The Northern Ireland Assembly has not asked for any powers to be devolved with regard to the Civil Service Commissioners. Indeed, as we look at the next amendment, it has not asked for any of those powers to be devolved either. Contrary to the rumours, the people on the Newtownards Road do not speak of little else. My point is that this proposal has come from the Government of their own volition. It has not been sought. I have never heard anybody raise the issue at all.

The noble Lord, Lord Brooke, referred to the letter that some of us received in January from the chief commissioner. If I may be permitted to quote a little from it, it says:

“We have a similar role to that of the UK Civil Service Commission chaired by Sir David Normington, which regulates appointments to the Home and Diplomatic Civil Service. However, unlike Sir David’s Commission, the Northern Ireland Commissioners do not have the benefit of formal legislative provisions”.

It goes on further:

“Rather, our role continues to be governed by a Prerogative Order in Council”.

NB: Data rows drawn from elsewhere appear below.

// Reading the exports of the survey database.

use std::collections::HashSet;

use log::{debug, info};
use serde::Deserialize;
use serde_json::Value as JSValue;
use snafu::prelude::*;
use survey_tally::Answer;

use crate::tab::io_common::scalar_text;
use crate::tab::*;

#[derive(Debug, Clone, Deserialize)]
struct ExportSurvey {
    id: Option<String>,
    title: Option<String>,
    public_slug: Option<String>,
    is_active: Option<bool>,
}

#[derive(Debug, Clone, Deserialize)]
struct ExportResponse {
    id: String,
    survey_id: Option<String>,
}

#[derive(Debug, Clone, Deserialize)]
struct ExportAnswer {
    response_id: String,
    question_id: String,
    #[serde(default)]
    answer_value: JSValue,
}

#[derive(Debug, Clone, Deserialize)]
struct SurveyExport {
    survey: Option<ExportSurvey>,
    #[serde(default)]
    questions: Vec<QuestionRow>,
    /// Absent when the export was not restricted to responses.
    responses: Option<Vec<ExportResponse>>,
    #[serde(default)]
    response_answers: Vec<ExportAnswer>,
}

pub fn read_json_export(path: &str, src: &AnswerSource) -> TabResult<SourceData> {
    let js = read_json_file(path)?;
    let export: SurveyExport = serde_json::from_value(js).context(ParsingJsonSnafu { path })?;
    Ok(export_to_source_data(export, src.survey_id.as_deref()))
}

fn export_to_source_data(export: SurveyExport, survey_id: Option<&str>) -> SourceData {
    if let Some(s) = &export.survey {
        info!(
            "read_json_export: survey {:?} ({:?}, slug {:?}, active: {:?})",
            s.title, s.id, s.public_slug, s.is_active
        );
    }
    let survey_id: Option<String> = survey_id
        .map(|s| s.to_string())
        .or_else(|| export.survey.as_ref().and_then(|s| s.id.clone()));

    let questions = read_question_rows(&export.questions);

    let kept_responses: Option<HashSet<String>> = export.responses.as_ref().map(|rs| {
        rs.iter()
            .filter(|r| match (&survey_id, &r.survey_id) {
                (Some(sid), Some(rsid)) => sid == rsid,
                (Some(_), None) => false,
                (None, _) => true,
            })
            .map(|r| r.id.clone())
            .collect()
    });
    debug!(
        "read_json_export: survey_id: {:?} kept responses: {:?}",
        survey_id,
        kept_responses.as_ref().map(|x| x.len())
    );

    let answers: Vec<Answer> = export
        .response_answers
        .iter()
        .filter(|a| match &kept_responses {
            Some(kept) => kept.contains(&a.response_id),
            None => true,
        })
        .map(|a| Answer {
            question_id: a.question_id.clone(),
            response_id: a.response_id.clone(),
            value: scalar_text(&a.answer_value),
        })
        .collect();

    info!(
        "read_json_export: {} questions, {} of {} answers kept",
        questions.len(),
        answers.len(),
        export.response_answers.len()
    );

    SourceData {
        questions: Some(questions),
        answers,
    }
}

#[cfg(test)]
mod tests {
    use super::*;
    use serde_json::json;
    use survey_tally::aggregate;

    fn export() -> SurveyExport {
        serde_json::from_value(json!({
            "survey": {"id": "s1", "title": "Team lunch", "public_slug": "team-lunch-1f0a2", "is_active": true},
            "questions": [
                {"id": "q2", "question_text": "How many?", "type": "single_choice", "options": ["1", "2"], "order": 2},
                {"id": "q1", "question_text": "Where?", "type": "single_choice", "options": ["Pizza", "Tacos"], "order": 1}
            ],
            "responses": [
                {"id": "r1", "survey_id": "s1", "user_id": "u1"},
                {"id": "r2", "survey_id": "s2", "user_id": "u2"}
            ],
            "response_answers": [
                {"response_id": "r1", "question_id": "q1", "answer_value": "Pizza"},
                {"response_id": "r1", "question_id": "q2", "answer_value": 2},
                {"response_id": "r2", "question_id": "q1", "answer_value": "Tacos"},
                {"response_id": "r3", "question_id": "q1", "answer_value": "Tacos"},
                {"response_id": "r1", "question_id": "q1", "answer_value": null},
                {"response_id": "r1", "question_id": "q1"}
            ]
        }))
        .unwrap()
    }

    #[test]
    fn filtered_by_survey_of_the_export() {
        let data = export_to_source_data(export(), None);
        let qs = data.questions.unwrap();
        assert_eq!(qs[0].id, "q1");
        assert_eq!(qs[1].id, "q2");
        assert_eq!(
            data.answers,
            vec![
                Answer::new("q1", "r1", Some("Pizza")),
                Answer::new("q2", "r1", Some("2")),
                Answer::new("q1", "r1", None),
                Answer::new("q1", "r1", None),
            ]
        );
    }

    #[test]
    fn filtered_by_survey_of_the_source() {
        let data = export_to_source_data(export(), Some("s2"));
        assert_eq!(data.answers, vec![Answer::new("q1", "r2", Some("Tacos"))]);
    }

    #[test]
    fn without_responses() {
        let mut e = export();
        e.responses = None;
        e.survey = None;
        let data = export_to_source_data(e, None);
        assert_eq!(data.answers.len(), 6);
    }

    #[test]
    fn tabulated() {
        let data = export_to_source_data(export(), None);
        let tables = aggregate(&data.questions.unwrap(), &data.answers);
        assert_eq!(
            tables[0].pairs(),
            vec![("Pizza".to_string(), 1), ("Tacos".to_string(), 0)]
        );
        assert_eq!(
            tables[1].pairs(),
            vec![("1".to_string(), 0), ("2".to_string(), 1)]
        );
    }
}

The noble Baroness is suggesting new proposals. We know that there is a clash between what is devolved and what is not devolved, but what is not devolved is currently excepted. As the noble Lord, Lord Alderdice, said, a number of issues were deliberately left as excepted issues because they were potentially so sensitive. They went to the core of areas where people felt that things had not been well handled in the past, and it would be better for the long term to leave them to the one side.

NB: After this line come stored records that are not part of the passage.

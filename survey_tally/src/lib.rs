mod config;

pub mod builder;
pub mod manual;
pub mod session;

use log::{debug, info};

use std::{
    collections::{HashMap, HashSet},
    ops::{Add, AddAssign},
};

pub use crate::config::*;

// **** Private structures ****

// Position of an option in the declared order of its question.
#[derive(Eq, PartialEq, Debug, Clone, Copy, Hash, Ord, PartialOrd)]
struct OptionId(usize);

#[derive(Eq, PartialEq, Debug, Clone, Copy, PartialOrd, Ord, Hash)]
struct AnswerCount(u64);

impl AnswerCount {
    const EMPTY: AnswerCount = AnswerCount(0);
    const ONE: AnswerCount = AnswerCount(1);
}

impl std::iter::Sum for AnswerCount {
    fn sum<I: Iterator<Item = Self>>(iter: I) -> Self {
        AnswerCount(iter.map(|ac| ac.0).sum())
    }
}

impl AddAssign for AnswerCount {
    fn add_assign(&mut self, rhs: AnswerCount) {
        self.0 += rhs.0;
    }
}

impl Add for AnswerCount {
    type Output = AnswerCount;
    fn add(self: AnswerCount, rhs: AnswerCount) -> AnswerCount {
        AnswerCount(self.0 + rhs.0)
    }
}

// The declared options of a question, with a lookup from the label to its position.
struct OptionIndex<'a> {
    labels: Vec<&'a str>,
    // A label declared twice resolves to its first position.
    by_label: HashMap<&'a str, OptionId>,
}

impl<'a> OptionIndex<'a> {
    fn new(question: &'a Question) -> OptionIndex<'a> {
        let labels: Vec<&'a str> = question.options.iter().map(|s| s.as_str()).collect();
        let mut by_label: HashMap<&'a str, OptionId> = HashMap::new();
        for (idx, label) in labels.iter().enumerate() {
            by_label.entry(*label).or_insert(OptionId(idx));
        }
        if by_label.len() < labels.len() {
            debug!(
                "OptionIndex: question {:?} declares repeated options: {:?}",
                question.id, labels
            );
        }
        OptionIndex { labels, by_label }
    }

    fn lookup(&self, value: &str) -> Option<OptionId> {
        self.by_label.get(value).cloned()
    }
}

/// Counts, for every question, how many answers selected each of its options.
///
/// Arguments:
/// * `questions` the questions of the survey, in display order
/// * `answers` all the recorded answers of the survey, in any order
///
/// One table is returned per question, in the same order as the questions. Every
/// table has one entry per declared option, in the declared order, including the
/// options that nobody selected. Answers without a value, or with a value that
/// is not one of the options of their question, are not counted. Free-text
/// questions (no options) always produce an empty table.
///
/// ```
/// use survey_tally::{aggregate, Answer, Question};
///
/// let questions = vec![Question::new("q1", "Favourite colour?", &["Red", "Blue"])];
/// let answers = vec![
///     Answer::new("q1", "r1", Some("Red")),
///     Answer::new("q1", "r2", Some("Green")),
///     Answer::new("q1", "r3", None),
/// ];
/// let tables = aggregate(&questions, &answers);
/// assert_eq!(tables[0].pairs(), vec![("Red".to_string(), 1), ("Blue".to_string(), 0)]);
/// ```
pub fn aggregate(questions: &[Question], answers: &[Answer]) -> Vec<FrequencyTable> {
    info!(
        "aggregate: processing {:?} answers for {:?} questions",
        answers.len(),
        questions.len()
    );

    let by_question = group_by_question(answers);

    {
        let known: HashSet<&str> = questions.iter().map(|q| q.id.as_str()).collect();
        let orphans: Vec<&&str> = by_question
            .keys()
            .filter(|qid| !known.contains(*qid))
            .collect();
        if !orphans.is_empty() {
            debug!(
                "aggregate: ignoring answers to unknown questions: {:?}",
                orphans
            );
        }
    }

    let mut res: Vec<FrequencyTable> = Vec::with_capacity(questions.len());
    for (idx, q) in questions.iter().enumerate() {
        let q_answers: &[&Answer] = by_question
            .get(q.id.as_str())
            .map(|v| v.as_slice())
            .unwrap_or(&[]);
        let table = tabulate_question(q, q_answers);
        info!(
            "Question {}: {} ({} of {} answers counted)",
            idx + 1,
            q.text,
            table.total(),
            q_answers.len()
        );
        for e in table.entries.iter() {
            info!("      {} {}", e.count, e.option);
        }
        res.push(table);
    }
    res
}

fn group_by_question(answers: &[Answer]) -> HashMap<&str, Vec<&Answer>> {
    let mut grouped: HashMap<&str, Vec<&Answer>> = HashMap::new();
    for a in answers.iter() {
        grouped.entry(a.question_id.as_str()).or_default().push(a);
    }
    grouped
}

fn tabulate_question(question: &Question, answers: &[&Answer]) -> FrequencyTable {
    let index = OptionIndex::new(question);
    let mut tally: Vec<AnswerCount> = vec![AnswerCount::EMPTY; index.labels.len()];
    let mut skipped: AnswerCount = AnswerCount::EMPTY;

    for a in answers.iter() {
        match a.value.as_deref().and_then(|v| index.lookup(v)) {
            Some(OptionId(idx)) => {
                tally[idx] += AnswerCount::ONE;
            }
            None => {
                skipped += AnswerCount::ONE;
            }
        }
    }

    let counted: AnswerCount = tally.iter().cloned().sum();
    debug!(
        "tabulate_question: {:?}: counted {:?} skipped {:?}",
        question.id, counted, skipped
    );
    assert_eq!(counted + skipped, AnswerCount(answers.len() as u64));

    FrequencyTable {
        question_id: question.id.clone(),
        question: question.text.clone(),
        entries: index
            .labels
            .iter()
            .zip(tally.iter())
            .map(|(label, count)| OptionCount {
                option: label.to_string(),
                count: count.0,
            })
            .collect(),
    }
}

The other point to bear in mind about the Civil Service in Northern Ireland is that the statutory role, function and power lies with the department, not the Minister. There is a complete difference. If the Minister is not there for whatever reason, the department can continue to apply policy that has already been decided. The law states that the Minister directs and controls the department, but in the absence of the Minister, the department itself has the power to continue implementing policy. That is a very distinct difference.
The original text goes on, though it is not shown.